The students worked at the two main UW salmon research stations that provide Alaska fisheries managers and industry with data about size of salmon populations and provides scientists in Alaska, the Pacific Northwest and elsewhere with information about basic salmon biology.
Alaska is the only place left in the United States where scientists can study salmon in watersheds without dams, houses, logging or other human development, according to Ray Hilborn, fisheries professor. Hilborn, Tom Quinn, fisheries professor, and Dan Schindler, assistant professor of zoology, organized and taught the new course.
The students were part of the first undergraduate class ever offered by the UW School of Fisheries in Alaska. The School of Fisheries received an important boost from the UW’s “Tools for Transformation” fund – a special pool of money set aside by the university to help units serve students in new ways. The school is striving to include more undergraduates in its research activities and what works for the Alaska program will be applied elsewhere in the school, Hilborn says.
The undergraduates this summer worked in Illiamna Lake, the largest lake in Alaska, and at a series of streams near Aleknagik, where salmon maneuver through trickles of water only two inches deep in places. They learned about river and lake ecosystems, the field techniques used to estimate salmon populations and how many fish to harvest, and about the life cycles and behavior of salmon.
Quinn, for example, had the students counting, measuring and tagging fish along Hansen Creek as part of his ongoing research about how stream conditions, bears and other factors affect fish size, behavior and spawning success.

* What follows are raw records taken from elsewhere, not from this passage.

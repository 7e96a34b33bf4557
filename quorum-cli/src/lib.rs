//! The Quorum CLI.

mod cmd;
#[cfg(test)]
mod lib_test;

use std::path::PathBuf;
use std::time::Duration;

use anyhow::{bail, Context, Result};
use structopt::StructOpt;
use tracing_subscriber::filter::LevelFilter;
use tracing_subscriber::prelude::*;
use tracing_subscriber::{fmt, EnvFilter};

use quorum_core::admin::{AdminConfig, CliAdminClient};

/// The Quorum CLI.
#[derive(StructOpt)]
#[structopt(name = "quorum")]
pub struct Quorum {
    #[structopt(subcommand)]
    action: QuorumSubcommands,
    /// Enable debug logging.
    #[structopt(short)]
    verbose: bool,
    /// The cluster file of the database to interact with.
    ///
    /// When a connection string is given as well, it is written to this file.
    #[structopt(long, parse(from_os_str))]
    cluster_file: Option<PathBuf>,
    /// The connection string of the database to interact with.
    #[structopt(long)]
    connection_string: Option<String>,
    /// The database admin binary.
    #[structopt(long, default_value = "fdbcli")]
    admin_binary: String,
    /// The database backup binary.
    #[structopt(long, default_value = "fdbbackup")]
    backup_binary: String,
    /// The deadline in seconds of each invocation of an admin tool.
    #[structopt(long, default_value = "30")]
    timeout_seconds: u64,
}

impl Quorum {
    pub async fn run(self) -> Result<()> {
        // Initialize logging based on CLI config.
        let fmt_layer = fmt::layer().with_target(true).with_writer(std::io::stderr);
        let filter_layer;
        let level_filter;
        if self.verbose {
            filter_layer = EnvFilter::new("debug");
            level_filter = LevelFilter::DEBUG;
        } else {
            filter_layer = EnvFilter::new("info");
            level_filter = LevelFilter::INFO;
        }
        tracing_subscriber::registry()
            .with(filter_layer)
            .with(fmt_layer)
            .with(level_filter)
            .init();

        match &self.action {
            QuorumSubcommands::Backup(inner) => inner.run(&self).await,
            QuorumSubcommands::Exclude(inner) => inner.run(&self).await,
            QuorumSubcommands::Include(inner) => inner.run(&self).await,
            QuorumSubcommands::ExclusionStatus(inner) => inner.run(&self).await,
        }
    }

    /// Get a new admin client based on runtime config.
    pub async fn get_client(&self) -> Result<CliAdminClient> {
        if self.timeout_seconds == 0 {
            bail!("--timeout-seconds must be at least 1");
        }
        let (cluster_file, connection_string) = resolve_cluster_file(self.cluster_file.as_deref(), self.connection_string.as_deref()).await?;
        let config = AdminConfig {
            admin_binary: self.admin_binary.clone(),
            backup_binary: self.backup_binary.clone(),
            cluster_file_dir: cluster_file.parent().map(PathBuf::from).unwrap_or_default(),
            timeout: Duration::from_secs(self.timeout_seconds),
        };
        Ok(CliAdminClient::new(config, cluster_file, Some(connection_string)))
    }
}

/// Resolve the cluster file and connection string to use.
///
/// A missing connection string is read from the cluster file. A missing cluster file defaults to
/// a file in the temp dir.
async fn resolve_cluster_file(cluster_file: Option<&std::path::Path>, connection_string: Option<&str>) -> Result<(PathBuf, String)> {
    match (cluster_file, connection_string) {
        (Some(path), Some(conn)) => Ok((path.to_path_buf(), conn.to_string())),
        (None, Some(conn)) => Ok((std::env::temp_dir().join("quorum-cli.cluster"), conn.to_string())),
        (Some(path), None) => {
            let conn = tokio::fs::read_to_string(path)
                .await
                .with_context(|| format!("error reading cluster file {}", path.display()))?;
            let conn = conn.trim();
            if conn.is_empty() {
                bail!("cluster file {} is empty", path.display());
            }
            Ok((path.to_path_buf(), conn.to_string()))
        }
        (None, None) => bail!("one of --cluster-file or --connection-string is required"),
    }
}

#[derive(StructOpt)]
pub enum QuorumSubcommands {
    /// Backup management.
    #[structopt(name = "backup")]
    Backup(cmd::backup::Backup),
    /// Exclude process groups, so that they shed their data and roles.
    #[structopt(name = "exclude")]
    Exclude(cmd::exclusion::Exclude),
    /// Re-include previously excluded process groups.
    #[structopt(name = "include")]
    Include(cmd::exclusion::Include),
    /// Show which of the given process groups still hold data or roles.
    #[structopt(name = "exclusion-status")]
    ExclusionStatus(cmd::exclusion::ExclusionStatus),
}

Enthused by the work, the students were willing to survey four additional streams and the majority then chose salmon behavior as the subject of their independent projects. Their projects ranged from comparing the mating behavior in streams versus beaches, to an experiment to see if fish would return to their redds (places where eggs are laid) if they were removed to other parts of the stream, to looking for genetic variation among fish in different spawning habitats.
Next year the School of Fisheries plans to increase the class to 10 to 12 students, broaden the spectrum of research projects and invite additional scientists to work with the students.